President of the Société des amis de Louis Aragon et Elsa Triolet
- In office 2010–2023
- Preceded by: Jean Ferrat

Personal details
- Born: 1 June 1943 Argent-sur-Sauldre, Cher, France
- Died: 2 December 2023 (aged 80) France
- Spouse: Franck Delorieux
- Occupation: Poet Novelist

= Jean Ristat =

French poet and writer (1943–2023)

Jean Ristat (1 June 1943 – 2 December 2023) was a French poet and writer.

==Life and career==
Jean Ristat founded the magazine collection Digraph in 1974, as suggested by his professor of philosophy, Jacques Derrida, which he then put to the recent essay on Plato's Pharmacy (see the supplement to the edition of 1974).

Ristat was until his death the director of French Letters, French literary supplement of the daily L'Humanité.

Ristat was also responsible for publishing the complete writings of Louis Aragon, for whom he was the literary executor.
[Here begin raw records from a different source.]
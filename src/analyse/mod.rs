//! Analysis: from unit descriptors to validated goal descriptions
//!
//! Runs element inspection, then parameter and projection validation, and
//! stops at the first validation error. Nothing is generated for a unit
//! that fails.

mod bean;
mod element;
mod regular;
mod shuffle;

pub use element::{BeanElement, GoalElement, RegularElement};
pub use shuffle::shuffle;

use crate::config::DefaultsConfig;
use crate::error::{invalid, Error, ErrorKind, Result};
use crate::goal::GoalDescription;
use crate::introspect::TypeModel;
use crate::model::{BuildersOptions, Unit};
use crate::types::ClassName;
use crate::util::upcase;
use std::collections::BTreeSet;

/// Validated goals of one unit
#[derive(Debug, Clone, PartialEq)]
pub struct Analysis {
    /// The type carrying the builders marker
    pub source: ClassName,
    /// The type to generate, e.g. `cube.CubeBuilders`
    pub generated: ClassName,
    pub goals: Vec<GoalDescription>,
}

/// Generated type for a source type: nesting names joined by `_`, plus
/// `Builders`
pub fn generated_name(source: &ClassName) -> ClassName {
    ClassName::new(
        &source.package,
        [format!("{}Builders", source.names.join("_"))],
    )
}

/// Analyse one unit
pub fn analyse(unit: &Unit, model: &TypeModel, defaults: &DefaultsConfig) -> Result<Analysis> {
    let source_name = ClassName::new(&unit.package, unit.source.split('.'));
    let source = model.get(&source_name).ok_or_else(|| {
        Error::Descriptor(format!("source type `{}` is not declared", unit.source))
    })?;

    element::check_goals_in_build(model, source, unit.builders.is_some())?;
    element::check_source(source)?;

    let options = defaults.apply(unit.builders.as_ref().unwrap_or(&BuildersOptions::default()));
    let elements = element::goal_elements(model, source, &options)?;

    // nested type names derive from the upcased goal name
    let mut names = BTreeSet::new();
    for e in &elements {
        let details = e.details();
        if !names.insert(upcase(&details.name)) {
            return invalid(ErrorKind::DuplicateGoalName, details.element.clone());
        }
    }

    let mut goals = Vec::with_capacity(elements.len());
    for e in &elements {
        let goal = match e {
            GoalElement::Regular(r) => GoalDescription::Regular(regular::validate(r, model)?),
            GoalElement::Bean(b) => GoalDescription::Bean(bean::validate(b, model)?),
        };
        goals.push(goal);
    }

    tracing::info!(
        source = %source_name.qualified(),
        goals = goals.len(),
        "analysed unit"
    );
    Ok(Analysis {
        generated: generated_name(&source_name),
        source: source_name,
        goals,
    })
}
use super::{BeanParameter, EmptyOption, GoalDescription, GoalDetails, RegularParameter};
use crate::types::{ClassName, TypeName};
use crate::util::upcase;

/// The generated top-level type shared by all goals of one source class
#[derive(Debug, Clone, PartialEq, Eq)]
pub struct BuildersContext {
    /// e.g. `cube.CubeBuilders`
    pub generated: ClassName,
    /// Whether any goal recycles; adds the thread-local container
    pub recycle: bool,
}

impl BuildersContext {
    pub fn generated_type(&self) -> TypeName {
        TypeName::class(self.generated.clone())
    }
}

/// The parameter a step accepts
#[derive(Debug, Clone, Copy, PartialEq)]
pub enum ParameterRef<'a> {
    Regular(&'a RegularParameter),
    Bean(&'a BeanParameter),
}

impl ParameterRef<'_> {
    pub fn name(&self) -> &str {
        match self {
            ParameterRef::Regular(p) => &p.name,
            ParameterRef::Bean(p) => p.name(),
        }
    }

    /// Type of the step method's argument
    pub fn step_type(&self) -> TypeName {
        match self {
            ParameterRef::Regular(p) => p.ty.clone(),
            ParameterRef::Bean(p) => p.step_type(),
        }
    }

    pub fn rejects_null(&self) -> bool {
        match self {
            ParameterRef::Regular(p) => p.rejects_null(),
            ParameterRef::Bean(p) => p.rejects_null(),
        }
    }
}

/// One position in the fluent chain
#[derive(Debug, Clone, PartialEq)]
pub struct Step<'a> {
    pub position: usize,
    /// Contract interface, e.g. `Width`
    pub interface: String,
    /// Step method, e.g. `width`
    pub method: String,
    pub parameter: ParameterRef<'a>,
    /// Successor interface; `None` on the last step
    pub next: Option<String>,
    /// Only the last step declares the goal's exceptions
    pub throws: Vec<TypeName>,
    pub empty: Option<EmptyOption>,
}

impl Step<'_> {
    pub fn is_first(&self) -> bool {
        self.position == 0
    }

    pub fn is_last(&self) -> bool {
        self.next.is_none()
    }
}

/// A goal bound to its step chain
#[derive(Debug, Clone, PartialEq)]
pub struct GoalContext<'a> {
    pub goal: &'a GoalDescription,
    pub builders: &'a BuildersContext,
    pub steps: Vec<Step<'a>>,
}

impl<'a> GoalContext<'a> {
    /// Build the step chain.
    ///
    /// Parameters are visited last to first so every step can name its
    /// already built successor; the list is then flipped to step order.
    pub fn new(goal: &'a GoalDescription, builders: &'a BuildersContext) -> Self {
        let (parameters, throws): (Vec<ParameterRef<'a>>, Vec<TypeName>) = match goal {
            GoalDescription::Regular(g) => (
                g.parameters.iter().map(ParameterRef::Regular).collect(),
                g.throws.clone(),
            ),
            GoalDescription::Bean(g) => (
                g.parameters.iter().map(ParameterRef::Bean).collect(),
                Vec::new(),
            ),
        };

        let mut taken = vec![
            goal.details().contract_name(),
            builders.generated.top_level().to_string(),
        ];
        if let GoalDescription::Regular(g) = goal {
            taken.extend(
                g.type_params
                    .iter()
                    .chain(&g.instance_type_params)
                    .map(|v| v.name.clone()),
            );
        }

        let mut steps: Vec<Step<'a>> = Vec::with_capacity(parameters.len());
        let mut next: Option<String> = None;
        for (position, parameter) in parameters.into_iter().enumerate().rev() {
            let interface = interface_name(parameter.name(), &taken);
            let throws = if next.is_none() {
                throws.clone()
            } else {
                Vec::new()
            };
            steps.push(Step {
                position,
                interface: interface.clone(),
                method: parameter.name().to_string(),
                empty: empty_option(&parameter),
                parameter,
                next: next.replace(interface),
                throws,
            });
        }
        steps.reverse();

        tracing::debug!(
            goal = %goal.details().name,
            steps = steps.len(),
            "built goal context"
        );
        Self {
            goal,
            builders,
            steps,
        }
    }

    pub fn details(&self) -> &'a GoalDetails {
        self.goal.details()
    }

    /// Contract class, e.g. `CubeBuilders.CubeBuilder`
    pub fn contract(&self) -> ClassName {
        self.builders
            .generated
            .nested(&self.details().contract_name())
    }

    /// A step interface type, e.g. `CubeBuilders.CubeBuilder.Width`
    pub fn step_type(&self, interface: &str) -> TypeName {
        TypeName::class(self.contract().nested(interface))
    }

    /// What a step method returns: the successor interface or the goal type
    pub fn next_type(&self, step: &Step<'_>) -> TypeName {
        match &step.next {
            Some(next) => self.step_type(next),
            None => self.details().goal_type.clone(),
        }
    }

    /// Type returned by the builder entry point
    pub fn first_step_type(&self) -> TypeName {
        match self.steps.first() {
            Some(step) => self.step_type(&step.interface),
            None => self.details().goal_type.clone(),
        }
    }

    /// Builder implementation class, e.g. `CubeBuilders.CubeBuilderImpl`
    pub fn impl_type(&self) -> TypeName {
        TypeName::class(self.builders.generated.nested(&self.details().impl_name()))
    }

    /// Updater class, e.g. `CubeBuilders.CubeUpdater`
    pub fn updater_type(&self) -> TypeName {
        TypeName::class(
            self.builders
                .generated
                .nested(&self.details().updater_name()),
        )
    }
}

/// Step interface for a parameter. Names of enclosing classes and goal
/// type variables get a `Step` suffix.
fn interface_name(parameter: &str, taken: &[String]) -> String {
    let name = upcase(parameter);
    if taken.contains(&name) {
        format!("{}Step", name)
    } else {
        name
    }
}

fn empty_option(parameter: &ParameterRef<'_>) -> Option<EmptyOption> {
    match parameter {
        ParameterRef::Regular(_) => None,
        ParameterRef::Bean(BeanParameter::AccessorPair(p)) => EmptyOption::for_type(&p.ty, &p.name),
        ParameterRef::Bean(BeanParameter::LoneGetter(p)) => Some(EmptyOption::clearing(&p.name)),
    }
}

#[cfg(test)]
mod tests {
    use super::*;
    use crate::goal::{Lifecycle, Projection, RegularGoal, RegularKind};
    use crate::model::{Access, NullPolicy};

    fn goal(names: &[&str]) -> GoalDescription {
        let cube = TypeName::class(ClassName::new("cube", ["Cube"]));
        GoalDescription::Regular(RegularGoal {
            details: GoalDetails {
                name: "cube".into(),
                goal_type: cube.clone(),
                builder: Some(Access::Public),
                updater: None,
                lifecycle: Lifecycle::NewInstance,
                element: "Cube#<init>".into(),
            },
            kind: RegularKind::Constructor,
            owner: cube,
            method: String::new(),
            type_params: vec![],
            instance_type_params: vec![],
            parameters: names
                .iter()
                .map(|n| RegularParameter {
                    name: n.to_string(),
                    ty: TypeName::java_lang("String"),
                    null_policy: NullPolicy::Allow,
                    projection: Projection::None,
                })
                .collect(),
            declaration_order: names.iter().map(|n| n.to_string()).collect(),
            throws: vec![TypeName::class(ClassName::new("java.io", ["IOException"]))],
        })
    }

    fn builders() -> BuildersContext {
        BuildersContext {
            generated: ClassName::new("cube", ["CubeBuilders"]),
            recycle: false,
        }
    }

    #[test]
    fn test_steps_link_forward() {
        let goal = goal(&["width", "length", "height"]);
        let builders = builders();
        let ctx = GoalContext::new(&goal, &builders);
        let interfaces: Vec<&str> = ctx.steps.iter().map(|s| s.interface.as_str()).collect();
        assert_eq!(interfaces, vec!["Width", "Length", "Height"]);
        assert_eq!(ctx.steps[0].next.as_deref(), Some("Length"));
        assert_eq!(ctx.steps[1].next.as_deref(), Some("Height"));
        assert!(ctx.steps[2].is_last());
        assert!(ctx.steps[0].is_first());
        assert_eq!(
            ctx.next_type(&ctx.steps[0]).to_string(),
            "CubeBuilders.CubeBuilder.Length"
        );
        assert_eq!(ctx.next_type(&ctx.steps[2]).to_string(), "Cube");
    }

    #[test]
    fn test_throws_only_on_last_step() {
        let goal = goal(&["a", "b"]);
        let builders = builders();
        let ctx = GoalContext::new(&goal, &builders);
        assert!(ctx.steps[0].throws.is_empty());
        assert_eq!(ctx.steps[1].throws.len(), 1);
    }

    #[test]
    fn test_interfaces_never_reuse_enclosing_names() {
        let goal = goal(&["cubeBuilder", "cubeBuilders", "width"]);
        let builders = builders();
        let ctx = GoalContext::new(&goal, &builders);
        let interfaces: Vec<&str> = ctx.steps.iter().map(|s| s.interface.as_str()).collect();
        assert_eq!(interfaces, vec!["CubeBuilderStep", "CubeBuildersStep", "Width"]);
        assert_eq!(ctx.steps[0].method, "cubeBuilder");
        assert_eq!(ctx.steps[0].next.as_deref(), Some("CubeBuildersStep"));
    }

    #[test]
    fn test_single_step() {
        let goal = goal(&["only"]);
        let builders = builders();
        let ctx = GoalContext::new(&goal, &builders);
        assert_eq!(ctx.steps.len(), 1);
        assert!(ctx.steps[0].is_first() && ctx.steps[0].is_last());
        assert_eq!(ctx.first_step_type().to_string(), "CubeBuilders.CubeBuilder.Only");
    }
}
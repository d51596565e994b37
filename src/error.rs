//! Error types for stepgen
//!
//! Two families of failure exist. Descriptor and I/O errors mean the input
//! could not be read at all. Validation errors are structural defects in an
//! otherwise well-formed unit; each one names a [`ErrorKind`] from a fixed
//! catalog and the element it was found on.

use std::fmt;
use thiserror::Error;

/// Result type alias
pub type Result<T> = std::result::Result<T, Error>;

/// stepgen errors
#[derive(Error, Debug)]
pub enum Error {
    #[error("{0}")]
    Validation(#[from] ValidationError),

    #[error("Descriptor error: {0}")]
    Descriptor(String),

    #[error("Type parse error: {0}")]
    TypeParse(String),

    #[error("Render error: {0}")]
    Render(String),

    #[error("Config error: {0}")]
    Config(String),

    #[error("IO error: {0}")]
    Io(#[from] std::io::Error),

    #[error("YAML error: {0}")]
    Yaml(#[from] serde_norway::Error),

    #[error("JSON error: {0}")]
    Json(#[from] serde_json::Error),

    #[error("{0}")]
    Other(String),
}

impl From<&str> for Error {
    fn from(s: &str) -> Self {
        Error::Other(s.to_string())
    }
}

impl From<String> for Error {
    fn from(s: String) -> Self {
        Error::Other(s)
    }
}

impl Error {
    /// The validation kind, if this is a validation failure
    pub fn kind(&self) -> Option<ErrorKind> {
        match self {
            Error::Validation(v) => Some(v.kind),
            _ => None,
        }
    }
}

/// A structural defect bound to one offending element
#[derive(Debug, Clone, PartialEq, Eq)]
pub struct ValidationError {
    pub kind: ErrorKind,
    /// Human-readable path of the element, e.g. `Cube#<init>(String)`
    pub element: String,
}

impl ValidationError {
    pub fn new(kind: ErrorKind, element: impl Into<String>) -> Self {
        Self {
            kind,
            element: element.into(),
        }
    }
}

impl fmt::Display for ValidationError {
    fn fmt(&self, f: &mut fmt::Formatter<'_>) -> fmt::Result {
        write!(f, "{}: {}", self.element, self.kind.message())
    }
}

impl std::error::Error for ValidationError {}

/// Shorthand for failing with a validation error
pub(crate) fn invalid<T>(kind: ErrorKind, element: impl Into<String>) -> Result<T> {
    Err(Error::Validation(ValidationError::new(kind, element)))
}

/// Catalog of validation failures
#[derive(Debug, Clone, Copy, PartialEq, Eq, Hash)]
pub enum ErrorKind {
    PrivateMethod,
    PrivateType,
    NestingKind,
    NotEnoughParameters,
    GoalNotInBuild,
    DuplicateGoalName,
    InvalidGoalName,
    AbstractConstructor,
    NoProjection,
    UpdaterInstanceMethod,
    UpdaterVoidGoal,
    StepPosition,
    BeanCouldNotFindSetter,
    BeanGetterException,
    BeanSetterException,
    BeanGetterSetterTypeMismatch,
    BeanIgnoreAndStep,
    BeanNoAccessorPairs,
    BeanNoDefaultConstructor,
    BeanPrivateClass,
    StepOnSetter,
    IgnoreOnSetter,
    DuplicateGeneratedType,
}

impl ErrorKind {
    /// Fixed message template
    pub fn message(self) -> &'static str {
        match self {
            ErrorKind::PrivateMethod => "goal may not be private",
            ErrorKind::PrivateType => "class may not be private",
            ErrorKind::NestingKind => "nested class must be static",
            ErrorKind::NotEnoughParameters => "goal must have at least one parameter",
            ErrorKind::GoalNotInBuild => "goal is not in a class marked for building",
            ErrorKind::DuplicateGoalName => "duplicate goal name",
            ErrorKind::InvalidGoalName => "goal name is not a valid identifier",
            ErrorKind::AbstractConstructor => "abstract type has no constructor goal",
            ErrorKind::NoProjection => "could not find projection",
            ErrorKind::UpdaterInstanceMethod => {
                "updater is not available for instance method goals"
            }
            ErrorKind::UpdaterVoidGoal => "updater is not available for void goals",
            ErrorKind::StepPosition => "step positions must be unique and within range",
            ErrorKind::BeanCouldNotFindSetter => "could not find setter",
            ErrorKind::BeanGetterException => "getter declares exceptions",
            ErrorKind::BeanSetterException => "setter declares exceptions",
            ErrorKind::BeanGetterSetterTypeMismatch => "getter and setter types differ",
            ErrorKind::BeanIgnoreAndStep => "property may not be both ignored and a step",
            ErrorKind::BeanNoAccessorPairs => "no accessor pairs found",
            ErrorKind::BeanNoDefaultConstructor => {
                "bean needs a visible no-argument constructor"
            }
            ErrorKind::BeanPrivateClass => "bean class may not be private",
            ErrorKind::StepOnSetter => "step marker belongs on the getter",
            ErrorKind::IgnoreOnSetter => "ignore marker belongs on the getter",
            ErrorKind::DuplicateGeneratedType => "generated type name already used in this build",
        }
    }
}
//! Recycled builders and updaters: thread-local cache, in-use flag, release

use std::path::PathBuf;
use stepgen::*;

fn message() -> Unit {
    let path = PathBuf::from(env!("CARGO_MANIFEST_DIR")).join("demos/message.yaml");
    Unit::from_file(&path).unwrap()
}

fn lines(java: &str) -> Vec<&str> {
    java.lines()
        .map(str::trim)
        .filter(|l| !l.is_empty())
        .collect()
}

fn assert_block(java: &str, block: &str) {
    let haystack = lines(java);
    let needle = lines(block);
    assert!(
        haystack.windows(needle.len()).any(|w| w == needle.as_slice()),
        "block not found:\n{}\n\nin:\n{}",
        block,
        java
    );
}

#[test]
fn test_thread_local_container() {
    let java = Build::default().render(&message()).unwrap().contents;
    assert_block(
        &java,
        r#"
private static final ThreadLocal<MessagesBuilders> INSTANCE = ThreadLocal.withInitial(MessagesBuilders::new);
private MessageBuilderImpl messageBuilderImpl = new MessageBuilderImpl();
private MessageUpdater messageUpdater = new MessageUpdater();
"#,
    );
    assert_eq!(java.matches("ThreadLocal.withInitial").count(), 1);
}

#[test]
fn test_acquire_replaces_slot_when_in_use() {
    let java = Build::default().render(&message()).unwrap().contents;
    assert_block(
        &java,
        r#"
public static MessageBuilder.Sender messageBuilder() {
MessagesBuilders context = INSTANCE.get();
if (context.messageBuilderImpl._currently_in_use) {
context.messageBuilderImpl = new MessageBuilderImpl();
}
MessageBuilderImpl builder = context.messageBuilderImpl;
builder._currently_in_use = true;
return builder;
}
"#,
    );
}

#[test]
fn test_last_step_frees_and_releases() {
    let java = Build::default().render(&message()).unwrap().contents;
    assert_block(
        &java,
        r#"
@Override
public Message priority(int priority) {
this._currently_in_use = false;
Message _message = Messages.create(this.sender, this.body, priority);
this.sender = null;
this.body = null;
return _message;
}
"#,
    );
    // primitives are never nulled
    assert!(!java.contains("this.priority = null;"));
}

#[test]
fn test_recycled_updater() {
    let java = Build::default().render(&message()).unwrap().contents;
    assert_block(
        &java,
        r#"
public static MessageUpdater messageUpdater(Message message) {
MessagesBuilders context = INSTANCE.get();
if (context.messageUpdater._currently_in_use) {
context.messageUpdater = new MessageUpdater();
}
MessageUpdater updater = context.messageUpdater;
updater._currently_in_use = true;
updater.sender = message.sender();
updater.body = message.body();
updater.priority = message.priority();
return updater;
}
"#,
    );
    assert_block(
        &java,
        r#"
public Message done() {
this._currently_in_use = false;
Message _message = Messages.create(this.sender, this.body, this.priority);
this.sender = null;
this.body = null;
return _message;
}
"#,
    );
}

#[test]
fn test_reject_policy_guards_references_only() {
    let java = Build::default().render(&message()).unwrap().contents;
    assert_block(
        &java,
        r#"
public MessageBuilder.Body sender(String sender) {
if (sender == null) {
throw new NullPointerException("sender");
}
this.sender = sender;
return this;
}
"#,
    );
    assert!(!java.contains("NullPointerException(\"priority\")"));
}

#[test]
fn test_recycling_from_config_defaults() {
    let unit = Unit::from_yaml(
        r#"
package: cube
source: Cube
builders: {}
types:
  - name: Cube
    constructors:
      - { params: [{ name: width, type: int }, { name: depth, type: int }], goal: {} }
"#,
    )
    .unwrap();
    let config = GeneratorConfig::from_yaml("defaults:\n  recycle: true\n").unwrap();
    let java = Build::new(config).render(&unit).unwrap().contents;
    assert!(java.contains("ThreadLocal<CubeBuilders>"));
    assert!(java.contains("private boolean _currently_in_use;"));

    // the unit's own marker wins over the config
    let unit = Unit::from_yaml(
        r#"
package: cube
source: Cube
builders: { recycle: false }
types:
  - name: Cube
    constructors:
      - { params: [{ name: width, type: int }, { name: depth, type: int }], goal: {} }
"#,
    )
    .unwrap();
    let config = GeneratorConfig::from_yaml("defaults:\n  recycle: true\n").unwrap();
    let java = Build::new(config).render(&unit).unwrap().contents;
    assert!(!java.contains("ThreadLocal"));
}

#[test]
fn test_goal_level_opt_out() {
    let unit = Unit::from_yaml(
        r#"
package: cube
source: Cube
builders: { recycle: true }
types:
  - name: Cube
    constructors:
      - { params: [{ name: width, type: int }, { name: depth, type: int }], goal: { recycle: false } }
"#,
    )
    .unwrap();
    let java = Build::default().render(&unit).unwrap().contents;
    assert!(!java.contains("ThreadLocal"));
    assert!(java.contains("CubeBuilderImpl builder = new CubeBuilderImpl();"));
}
Ristat died on 2 December 2023, aged 80.

==Awards==
- 1971 Fénéon Prize, for Du coup d'État en littérature
- 2008 Mallarmé prize, for Artémis chasse à courre, le sanglier, le cerf et le loup

==Works==
- The Writings of Nicolas Boileau and Jules Verne L'Herne, 1965. Reissued as The lost writings, Gallimard, 1974, with an afterword by Louis Aragon.
- Coups d'État in literature, followed by examples from the Bible and ancient authors, Gallimard, 1970.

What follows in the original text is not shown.